Виссарион Белинский - Стихотворения Аполлона Майкова
Дориде
Дорида милая! к чему убор блестящий,Гирлянды свежие, алмаз, огнем горящий,
И ткани пышные, и пояс золотой,
Упругий твой корсет, сжимающий собой
Так жадно, пламенно твои красы младые,
Твой стройный, гибкий стан и перси наливные?..
Нет, милая! оставь, оставь уловку ты
Нас разом поражать и блеском красоты
И блеском пышных риз. Явись мне не богиней:
Благоговение так хладно пред святыней!
Я не его ищу. Явися девой мне,
Земною девою. Со мной наедине
Ты косу отреши из-под кольца златого,
Сорви с своей груди рукой своей перловой
Ты розу бледную, желанный дай простор
Горящим персям. Пусть непринужденный взор
Забудет все любви приманки!.. Друг мой нежный!
Пусть сердце юное волнуется мятежно,
Пускай спадет во прах и злато и жемчуг
С твоих роскошных плеч, с полупрозрачных рук…
Ах, Боже мой! как ты мила, как мил и сладок
Одежды и речей волшебный беспорядок! (стр. 91).

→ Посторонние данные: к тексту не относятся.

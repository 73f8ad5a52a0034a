//! # Repository Module
//!
//! Typed queries for each view of the application.
//!
//! ## Repository Pattern
//! ```text
//! ┌─────────────────────────────────────────────────────────────────────────┐
//! │  View                                                                   │
//! │       │  store.products().low_stock(10)                                 │
//! │       ▼                                                                 │
//! │  ProductRepository                                                      │
//! │       │  SQL + Params                                                   │
//! │       ▼                                                                 │
//! │  Session::execute_query   (own connection, released before returning)   │
//! │       │  QueryResult                                                    │
//! │       ▼                                                                 │
//! │  into_records::<Product>() → DbResult<Vec<Product>>                     │
//! └─────────────────────────────────────────────────────────────────────────┘
//! ```
//!
//! Statements use `?` placeholders, which both backends accept. Multi-step
//! operations (recording a sale) run each step on its own connection and
//! guard the stock update in SQL, so an oversell is rejected by the store
//! itself.
//!
//! ## Available Repositories
//!
//! - [`ProductRepository`] - catalogue, scanner lookup, stock movements
//! - [`CustomerRepository`] / [`SupplierRepository`] - contacts
//! - [`SaleRepository`] - invoices
//! - [`PurchaseRepository`] - supplier purchases
//! - [`SettingRepository`] - `settings` table
//! - [`UserRepository`] - login and user creation
//! - [`AuditRepository`] - audit trail
//! - [`ReportRepository`] - dashboard and report figures

pub mod audit;
pub mod customer;
pub mod product;
pub mod purchase;
pub mod report;
pub mod sale;
pub mod setting;
pub mod supplier;
pub mod user;

pub use audit::AuditRepository;
pub use customer::CustomerRepository;
pub use product::{ProductRepository, StockAdjustment};
pub use purchase::PurchaseRepository;
pub use report::{DashboardStats, ProductSales, ProfitReport, ReportRepository, SalesSummary};
pub use sale::SaleRepository;
pub use setting::SettingRepository;
pub use supplier::SupplierRepository;
pub use user::UserRepository;

/// Next number in a `PREFIX-000123` series, given the numbers already used.
pub(crate) fn next_sequence<'a>(prefix: &str, used: impl Iterator<Item = &'a str>) -> i64 {
    used.filter_map(|number| ssms_core::BusinessRules::parse_sequence(prefix, number))
        .max()
        .unwrap_or(0)
        + 1
}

Знаем, что лицемерным моралистам эта пьеса не только не понравится, но и возбудит все негодование их{11}, но потому-то она и прекрасна. Есть люди, которые отрицательно и навыворот безошибочны в своих суждениях и приговорах: на что напали они с остервенением – знайте, что это превосходно; что восхвалили они с неистовством – знайте, что это по́шло или мертво. Лицемерные моралисты в высшей степени обладают этою выворотного верностию суждения… Что же до их строгости – она понятна: Шиллер, в одной из своих ксений{12}, сказал, что для этих господ особенно важна власть закона: не будь в них страха наказания, они обокрали бы свою невесту, обнимая ее… Кто имеет счастие быть не моралистом, а человеком и понимать все человеческое, – для тех стихотворение «Дориде», при всей шаловливой вольности своего содержания, будет образцом девственной грациозности выражения, подобно лукавой улыбке на невинном лице юной красавицы.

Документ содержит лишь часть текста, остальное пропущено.